Die sozial-ökonomische Krise in der Folge der Pandemie hat sich in den letzten Monaten mehr und mehr zulasten des amtierenden Präsidenten ausgewirkt:

  • Trump hat zuletzt bei der Bekämpfung der Gesundheitskrise, die Amerika zentrales gesellschaftliches Problem ist, schlechte Noten bekommen. Laut einem Umfrageinstitut beurteilen nur 40% der Amerikaner*innen das Vorgehen des Präsidenten im Zusammenhang mit der Pandemie als gut, 57% lehnen es ab. Diese Werte sind seit Monaten konstant.
  • Das Corona-Management bleibt US-Präsident Trumps schwächste Flanke im Wahlkampf. Zuletzt hat er hat seinen Chef-Virologen Dr. Fauci als »Desaster« denunziert: Die Leute hätten »Fauci und diese Idioten satt«. Der US-Präsident versichert erneut: »Die Pandemie ist bald vorbei.«
  • Die Konsequenz der verhaltenen Wirtschaftsentwicklung, sowie der hohen Arbeitslosigkeit, der bedrückenden Entwicklung der Haushaltseinkommen und der Unzufriedenheit bei der Pandemie-Bekämpfung ist, dass über 60% der Bevölkerung das Gefühl haben, das Land entwickle sich in die falsche Richtung. Das ist der zweithöchste Wert in der gesamten bisherigen Amtszeit Trumps, und es sind fast 10 Prozentpunkte mehr als noch Anfang März. Für den Präsidenten ist das gefährlich, denn letztlich stellen sich die Wähler*innen exakt diese Frage. Bemerkenswerterweise finden nicht einmal alle eingefleischten Trump-Anhänger*innen, die USA seien auf einem guten Weg. Während seine Basis 35 bis 40% der Bevölkerung ausmacht, bejahen dies derzeit nur gut 30%.

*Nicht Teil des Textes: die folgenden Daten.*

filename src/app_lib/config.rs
//! Build-time configuration for the backend base URL with an optional
//! runtime override. The override is read from `window.CHURCHDAY_CONFIG`
//! (if present) so static deployments can repoint the API without a
//! rebuild. Configuration values are public; do not store secrets here.

/// Frontend configuration derived from build-time environment variables.
#[derive(Clone, Debug)]
pub struct AppConfig {
    pub api_base_url: String,
}

impl AppConfig {
    /// Loads config from build-time environment variables and applies
    /// runtime overrides.
    pub fn load() -> Self {
        let api_base_url = option_env!("CHURCHDAY_API_BASE_URL").unwrap_or("");

        let mut config = Self {
            api_base_url: api_base_url.to_string(),
        };

        if let Some(runtime) = runtime_config() {
            apply_runtime_overrides(&mut config, runtime);
        }

        config
    }
}

#[derive(Default)]
struct RuntimeConfig {
    api_base_url: Option<String>,
}

fn apply_runtime_overrides(config: &mut AppConfig, runtime: RuntimeConfig) {
    if let Some(value) = runtime.api_base_url {
        config.api_base_url = value;
    }
}

#[cfg(target_arch = "wasm32")]
fn runtime_config() -> Option<RuntimeConfig> {
    use js_sys::{Object, Reflect};
    use wasm_bindgen::JsValue;

    let window = web_sys::window()?;
    let config = Reflect::get(&window, &JsValue::from_str("CHURCHDAY_CONFIG")).ok()?;
    if config.is_null() || config.is_undefined() {
        return None;
    }
    let object = Object::from(config);

    Some(RuntimeConfig {
        api_base_url: read_runtime_value(&object, "api_base_url"),
    })
}

#[cfg(not(target_arch = "wasm32"))]
fn runtime_config() -> Option<RuntimeConfig> {
    None
}

#[cfg(target_arch = "wasm32")]
fn read_runtime_value(object: &js_sys::Object, key: &str) -> Option<String> {
    let value = js_sys::Reflect::get(object, &wasm_bindgen::JsValue::from_str(key))
        .ok()?
        .as_string()?;
    normalize_runtime_value(&value)
}

fn normalize_runtime_value(value: &str) -> Option<String> {
    let trimmed = value.trim();
    if trimmed.is_empty() {
        None
    } else {
        Some(trimmed.to_string())
    }
}

#[cfg(test)]
mod tests {
    use super::{AppConfig, RuntimeConfig, apply_runtime_overrides, normalize_runtime_value};

    #[test]
    fn normalize_runtime_value_trims_and_rejects_empty() {
        assert_eq!(normalize_runtime_value(""), None);
        assert_eq!(normalize_runtime_value("   "), None);
        assert_eq!(
            normalize_runtime_value("  https://api.churchday.app "),
            Some("https://api.churchday.app".to_string())
        );
    }

    #[test]
    fn apply_runtime_overrides_ignores_empty_values() {
        let mut config = AppConfig {
            api_base_url: "https://api.default".to_string(),
        };
        let runtime = RuntimeConfig {
            api_base_url: normalize_runtime_value("  "),
        };

        apply_runtime_overrides(&mut config, runtime);

        assert_eq!(config.api_base_url, "https://api.default");
    }

    #[test]
    fn apply_runtime_overrides_overwrites_when_present() {
        let mut config = AppConfig {
            api_base_url: "https://api.default".to_string(),
        };
        let runtime = RuntimeConfig {
            api_base_url: normalize_runtime_value("https://api.override"),
        };

        apply_runtime_overrides(&mut config, runtime);

        assert_eq!(config.api_base_url, "https://api.override");
    }
}
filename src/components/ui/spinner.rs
use leptos::prelude::*;

#[component]
pub fn Spinner() -> impl IntoView {
    view! {
        <div
            class="inline-block h-7 w-7 animate-spin rounded-full border-4 border-blue-200 border-t-blue-600"
            role="status"
            aria-live="polite"
            aria-label="Loading"
        ></div>
    }
}
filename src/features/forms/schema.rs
//! Declarative field constraints and the validator that applies them.
//! Constraints carry their own error messages so pages stay free of
//! validation wording. The validator is pure: same values, same errors.

use std::collections::BTreeMap;

/// Input kind for a declared field; maps directly to the HTML input type.
#[derive(Clone, Copy, Debug, PartialEq, Eq)]
pub enum FieldKind {
    Text,
    Email,
    Password,
}

impl FieldKind {
    /// The `type` attribute value for the rendered input element.
    pub(crate) fn input_type(self) -> &'static str {
        match self {
            FieldKind::Text => "text",
            FieldKind::Email => "email",
            FieldKind::Password => "password",
        }
    }
}

/// A single constraint with its user-facing violation message.
#[derive(Clone, Debug)]
pub enum Constraint {
    /// Value must be non-empty after trimming.
    Required { message: String },
    /// Value must be at least `min` characters long.
    MinLength { min: usize, message: String },
    /// Value must look like `local@domain` with a dot inside the domain.
    Email { message: String },
    /// Value must strictly equal the value of `other`. The error is
    /// attached to this field, not to `other`.
    Equals {
        other: &'static str,
        message: String,
    },
}

/// One field of a form: name, input kind, ordered constraints, and whether
/// the value is part of the submitted payload.
#[derive(Clone, Debug)]
pub struct FieldDef {
    pub(crate) name: &'static str,
    pub(crate) kind: FieldKind,
    pub(crate) constraints: Vec<Constraint>,
    pub(crate) in_payload: bool,
}

impl FieldDef {
    pub fn new(name: &'static str, kind: FieldKind) -> Self {
        Self {
            name,
            kind,
            constraints: Vec::new(),
            in_payload: true,
        }
    }

    pub fn required(mut self, message: &str) -> Self {
        self.constraints.push(Constraint::Required {
            message: message.to_string(),
        });
        self
    }

    pub fn min_length(mut self, min: usize, message: &str) -> Self {
        self.constraints.push(Constraint::MinLength {
            min,
            message: message.to_string(),
        });
        self
    }

    pub fn email(mut self, message: &str) -> Self {
        self.constraints.push(Constraint::Email {
            message: message.to_string(),
        });
        self
    }

    pub fn equals(mut self, other: &'static str, message: &str) -> Self {
        self.constraints.push(Constraint::Equals {
            other,
            message: message.to_string(),
        });
        self
    }

    /// Keeps the field out of the submitted payload (confirm-only fields).
    pub fn exclude_from_payload(mut self) -> Self {
        self.in_payload = false;
        self
    }
}

/// Ordered set of field definitions for one form.
#[derive(Clone, Debug)]
pub struct FormSchema {
    pub(crate) fields: Vec<FieldDef>,
}

impl FormSchema {
    pub fn builder() -> FormSchemaBuilder {
        FormSchemaBuilder { fields: Vec::new() }
    }

    pub(crate) fn field(&self, name: &str) -> Option<&FieldDef> {
        self.fields.iter().find(|field| field.name == name)
    }

    /// Validates `values` against every field. The returned map holds the
    /// first violated constraint per field, in declaration order; a missing
    /// entry means the field is valid.
    pub fn validate(
        &self,
        values: &BTreeMap<&'static str, String>,
    ) -> BTreeMap<&'static str, String> {
        let mut errors = BTreeMap::new();
        for field in &self.fields {
            let value = values.get(field.name).map(String::as_str).unwrap_or("");
            if let Some(message) = first_violation(field, value, values) {
                errors.insert(field.name, message);
            }
        }
        errors
    }
}

/// Builder enforcing schema invariants: unique field names and `Equals`
/// constraints that reference a declared field.
pub struct FormSchemaBuilder {
    fields: Vec<FieldDef>,
}

impl FormSchemaBuilder {
    pub fn field(mut self, field: FieldDef) -> Self {
        debug_assert!(
            !self.fields.iter().any(|existing| existing.name == field.name),
            "duplicate field name in schema: {}",
            field.name
        );
        self.fields.push(field);
        self
    }

    pub fn build(self) -> FormSchema {
        #[cfg(debug_assertions)]
        for field in &self.fields {
            for constraint in &field.constraints {
                if let Constraint::Equals { other, .. } = constraint {
                    debug_assert!(
                        self.fields.iter().any(|candidate| candidate.name == *other),
                        "equals constraint on {} references unknown field {other}",
                        field.name
                    );
                }
            }
        }
        FormSchema {
            fields: self.fields,
        }
    }
}

/// Returns the message of the first violated constraint, if any.
fn first_violation(
    field: &FieldDef,
    value: &str,
    values: &BTreeMap<&'static str, String>,
) -> Option<String> {
    for constraint in &field.constraints {
        match constraint {
            Constraint::Required { message } => {
                if value.trim().is_empty() {
                    return Some(message.clone());
                }
            }
            Constraint::MinLength { min, message } => {
                if value.chars().count() < *min {
                    return Some(message.clone());
                }
            }
            Constraint::Email { message } => {
                if !is_email(value) {
                    return Some(message.clone());
                }
            }
            Constraint::Equals { other, message } => {
                let other_value = values.get(*other).map(String::as_str).unwrap_or("");
                if value != other_value {
                    return Some(message.clone());
                }
            }
        }
    }
    None
}

/// Minimal email shape check: `local@domain` where the domain contains a dot
/// that is neither its first nor last character.
fn is_email(value: &str) -> bool {
    let Some((local, domain)) = value.split_once('@') else {
        return false;
    };
    if local.is_empty() || domain.is_empty() || domain.contains('@') {
        return false;
    }
    if value.chars().any(char::is_whitespace) {
        return false;
    }
    domain.contains('.') && !domain.starts_with('.') && !domain.ends_with('.')
}

#[cfg(test)]
mod tests {
    use super::*;

    fn values(pairs: &[(&'static str, &str)]) -> BTreeMap<&'static str, String> {
        pairs
            .iter()
            .map(|(name, value)| (*name, (*value).to_string()))
            .collect()
    }

    fn login_schema() -> FormSchema {
        FormSchema::builder()
            .field(
                FieldDef::new("email", FieldKind::Email)
                    .required("Email is required")
                    .email("Invalid email address"),
            )
            .field(
                FieldDef::new("password", FieldKind::Password)
                    .required("Password is required")
                    .min_length(6, "Password must be at least 6 characters long"),
            )
            .build()
    }

    #[test]
    fn valid_state_yields_empty_error_map() {
        let schema = login_schema();
        let state = values(&[("email", "x@y.com"), ("password", "123456")]);
        assert!(schema.validate(&state).is_empty());
    }

    #[test]
    fn every_violation_is_reported() {
        let schema = login_schema();
        let state = values(&[("email", "not-an-email"), ("password", "abc")]);
        let errors = schema.validate(&state);
        assert_eq!(errors.len(), 2);
        assert_eq!(errors["email"], "Invalid email address");
        assert_eq!(
            errors["password"],
            "Password must be at least 6 characters long"
        );
    }

    #[test]
    fn first_constraint_in_declaration_order_wins() {
        let schema = login_schema();
        // Empty password violates both Required and MinLength; Required is
        // declared first so its message is shown.
        let state = values(&[("email", "x@y.com"), ("password", "")]);
        let errors = schema.validate(&state);
        assert_eq!(errors["password"], "Password is required");
    }

    #[test]
    fn validation_is_idempotent() {
        let schema = login_schema();
        let state = values(&[("email", "bad"), ("password", "short")]);
        assert_eq!(schema.validate(&state), schema.validate(&state));
    }

    #[test]
    fn email_shapes() {
        assert!(is_email("a@b.co"));
        assert!(is_email("first.last@sub.domain.org"));
        assert!(!is_email(""));
        assert!(!is_email("ab.co"));
        assert!(!is_email("a@b"));
        assert!(!is_email("@b.co"));
        assert!(!is_email("a@"));
        assert!(!is_email("a@.co"));
        assert!(!is_email("a@co."));
        assert!(!is_email("a@b@c.co"));
        assert!(!is_email("a b@c.co"));
    }

    #[test]
    fn min_length_counts_characters_not_bytes() {
        let schema = FormSchema::builder()
            .field(FieldDef::new("name", FieldKind::Text).min_length(4, "Too short"))
            .build();
        let state = values(&[("name", "åäöü")]);
        assert!(schema.validate(&state).is_empty());
    }

    #[test]
    fn equality_error_attaches_to_confirm_field() {
        let schema = FormSchema::builder()
            .field(FieldDef::new("password", FieldKind::Password))
            .field(
                FieldDef::new("confirmPassword", FieldKind::Password)
                    .equals("password", "Passwords do not match"),
            )
            .build();

        let mismatched = values(&[("password", "secret1"), ("confirmPassword", "secret2")]);
        let errors = schema.validate(&mismatched);
        assert_eq!(errors.len(), 1);
        assert_eq!(errors["confirmPassword"], "Passwords do not match");

        let matched = values(&[("password", "secret1"), ("confirmPassword", "secret1")]);
        assert!(schema.validate(&matched).is_empty());
    }

    #[test]
    fn empty_equals_empty_is_not_a_mismatch() {
        let schema = FormSchema::builder()
            .field(FieldDef::new("password", FieldKind::Password))
            .field(
                FieldDef::new("confirmPassword", FieldKind::Password)
                    .equals("password", "Passwords do not match"),
            )
            .build();
        let state = values(&[("password", ""), ("confirmPassword", "")]);
        assert!(schema.validate(&state).is_empty());
    }

    #[test]
    fn required_fires_before_equality_on_empty_confirm() {
        let schema = FormSchema::builder()
            .field(FieldDef::new("password", FieldKind::Password))
            .field(
                FieldDef::new("confirmPassword", FieldKind::Password)
                    .required("Confirm password is required")
                    .equals("password", "Passwords do not match"),
            )
            .build();
        let state = values(&[("password", "secret1"), ("confirmPassword", "")]);
        let errors = schema.validate(&state);
        assert_eq!(errors["confirmPassword"], "Confirm password is required");
    }
}
//! Labelled input bound to a `FormController` field. The controller is the
//! source of truth: the input reports keystrokes and blur, and renders the
//! controller's current value and error.

use crate::features::forms::FormController;
use leptos::prelude::*;

#[component]
pub fn TextField(
    form: RwSignal<FormController>,
    name: &'static str,
    label: &'static str,
    #[prop(optional)] placeholder: Option<&'static str>,
    #[prop(optional)] autocomplete: Option<&'static str>,
) -> impl IntoView {
    let input_type = form.with_untracked(|form| form.kind(name).input_type());
    let error = move || form.with(|form| form.bind(name).error);

    view! {
        <div>
            <label class="block mb-2 text-sm font-medium text-slate-700" for=name>
                {label}
            </label>
            <input
                id=name
                name=name
                type=input_type
                class="w-full rounded-xl border border-slate-200 bg-slate-50 px-3 py-2.5 text-sm text-slate-900 focus:border-slate-400 focus:ring-2 focus:ring-slate-200"
                class:border-red-500=move || error().is_some()
                placeholder=placeholder.unwrap_or("")
                autocomplete=autocomplete.unwrap_or("off")
                prop:value=move || form.with(|form| form.bind(name).value)
                on:input=move |event| {
                    form.update(|form| form.input(name, event_target_value(&event)));
                }
                on:blur=move |_| form.update(|form| form.blur(name))
            />
            {move || {
                error()
                    .map(|message| view! { <p class="mt-1 text-xs text-red-500">{message}</p> })
            }}
        </div>
    }
}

Die Entscheidung über die Wiederwahl fällt entlang des Eindrucks, wie der Präsident das Land in den letzten Monaten durch den Notstand geführt hat. Der Gegenkandidat Biden hat nicht zuletzt unter dem Eindruck der erratischen Politik von Trump die eigene Partei der Demokraten hinter sich vereinen können. Das ist ihm besser gelungen als Clinton vor vier Jahren.

Ein wichtiger Aspekt für diese überraschend geeinigte Partei ist wohl auch die verbreitete Einsicht, dass milliardenschwere Erneuerungs- und Transformationsprojekte in den kommenden Jahren angesichts einer massiven Zerrüttung des gesellschaftlichen Reproduktionsprozesses illusorisch sind.